The drive home is uneventful. I can't get Rian Fox out of my head. What if I never see him again? Am I okay with that? Is that kind of complacency an admittance of total defeat?
He'd just looked so sad, so goddamn sad.
"We're all very sad."
It was more than sadness, deeper than that. It was like his heart had been ripped viciously, deliberately, unapologetically from his chest, and he's been living with a void in its place ever since. Five years now, the boy without a heart, trekking through the world with set lips and sharp eyes.
He really does get it.
I kill the engine, get out, and quickly make my way to the front door in case any neighbors are outside to stop me. However, my loneliness plan falls apart the second I step inside.
"How're you holding up, Soph?"
My older brother, Nolan, is spread carelessly across the length of the living room couch. His usually sparkling hazel eyes appear dull and glazed. I can imagine the smell of the whisky on his breath from here. Maker's Mark, aged approximately six years, 90 US proof, sweet like Dad's breath after a hard night at work – not like the bitter sterility of his coat.
"We all cope in our own special way."
I shrug. "I'm okay, I guess. Same as every other year, you know?"
He nods, understanding almost exactly what I mean. It's hard to move on, damn near impossible, actually. It's hard, but we do it, more or less. And, if not, we fake it to the point that people stop asking questions.
"Dad called earlier. He just wanted to make sure that you and I are okay – Mom too, actually. He said to tell you that he loves you and that he's really sorry he's not around right now. He doesn't want to drag us into this mess any more than is necessary, so he's making himself scarce. He doesn't want to piss off Mom even more by being around, I guess."

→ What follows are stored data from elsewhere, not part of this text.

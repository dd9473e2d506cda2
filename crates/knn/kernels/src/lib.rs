//! Distance and score kernels for a query against candidate rows.
//!
//! Every kernel accumulates left to right in one pass. The sequential and
//! parallel reducers call the same row kernels, so their outputs are
//! bit-identical.

use knn_core::{Element, Error, MatrixView, Result};

fn check_len(query_len: usize, candidate_len: usize) -> Result<()> {
    if query_len == candidate_len {
        Ok(())
    } else {
        Err(Error::DimensionMismatch {
            expected: candidate_len,
            actual: query_len,
        })
    }
}

fn sum_abs_diff<'a, T: Element>(
    query: impl Iterator<Item = &'a T>,
    candidate: impl Iterator<Item = &'a T>,
) -> T {
    query
        .zip(candidate)
        .fold(T::zero(), |acc, (&q, &c)| acc + (q - c).abs())
}

fn sum_products<'a, T: Element>(
    query: impl Iterator<Item = &'a T>,
    candidate: impl Iterator<Item = &'a T>,
) -> T {
    query
        .zip(candidate)
        .fold(T::zero(), |acc, (&q, &c)| acc + q * c)
}

fn half_sum_squares<'a, T: Element>(candidate: impl Iterator<Item = &'a T>) -> T {
    let sum = candidate.fold(T::zero(), |acc, &c| acc + c * c);
    // Halving is exact in binary floating point, same as multiplying by 0.5.
    sum / (T::one() + T::one())
}

/// Manhattan distance: `sum |query[i] - candidate[i]|`.
pub fn l1<T: Element>(query: &[T], candidate: &[T]) -> Result<T> {
    check_len(query.len(), candidate.len())?;
    Ok(sum_abs_diff(query.iter(), candidate.iter()))
}

/// Inner product: `sum query[i] * candidate[i]`.
pub fn dot<T: Element>(query: &[T], candidate: &[T]) -> Result<T> {
    check_len(query.len(), candidate.len())?;
    Ok(sum_products(query.iter(), candidate.iter()))
}

/// Half squared norm: `0.5 * sum candidate[i]^2`.
pub fn half_norm_row<T: Element>(candidate: &[T]) -> T {
    half_sum_squares(candidate.iter())
}

/// Rank-preserving stand-in for Euclidean distance.
///
/// Computes `half_norm_row(candidate) - dot(query, candidate)`, which equals
/// `0.5 * (||candidate - query||^2 - ||query||^2)`. The `||query||^2` term is
/// the same for every candidate, so ordering by this value orders by true L2
/// distance, but the value itself is not a distance and can be negative.
pub fn l2_proxy_score<T: Element>(query: &[T], candidate: &[T]) -> Result<T> {
    Ok(half_norm_row(candidate) - dot(query, candidate)?)
}

/// Inner product of the query with every row of the matrix.
pub fn dots<T: Element>(query: &[T], matrix: MatrixView<'_, T>) -> Result<Vec<T>> {
    check_len(query.len(), matrix.ncols())?;
    Ok(matrix
        .outer_iter()
        .map(|row| sum_products(query.iter(), row.iter()))
        .collect())
}

/// Half squared norm of every row of the matrix.
pub fn half_norms<T: Element>(matrix: MatrixView<'_, T>) -> Vec<T> {
    matrix
        .outer_iter()
        .map(|row| half_sum_squares(row.iter()))
        .collect()
}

"Makes sense, I guess." I can understand my father's position, but that doesn't make this hurt any less. When one kid dies, you don't abandon the rest, for fuck's sake. I need him here. I need him to reassure me that Rory wouldn't want to see me like this. I need him to be a proper dad. Judging by the frown on Nolan's face, he's handling Dad's absence even worse than I am. He's trying to be strong for me, but he's failing. His façade is cracking, and the alcohol isn't helping to keep in in place.
"Where is Mom, anyway?"
"Your guess is as good as mine, to be honest. I woke up half an hour ago, and the house was abandoned. I was worried about you. I didn't know if you'd come home last night or not."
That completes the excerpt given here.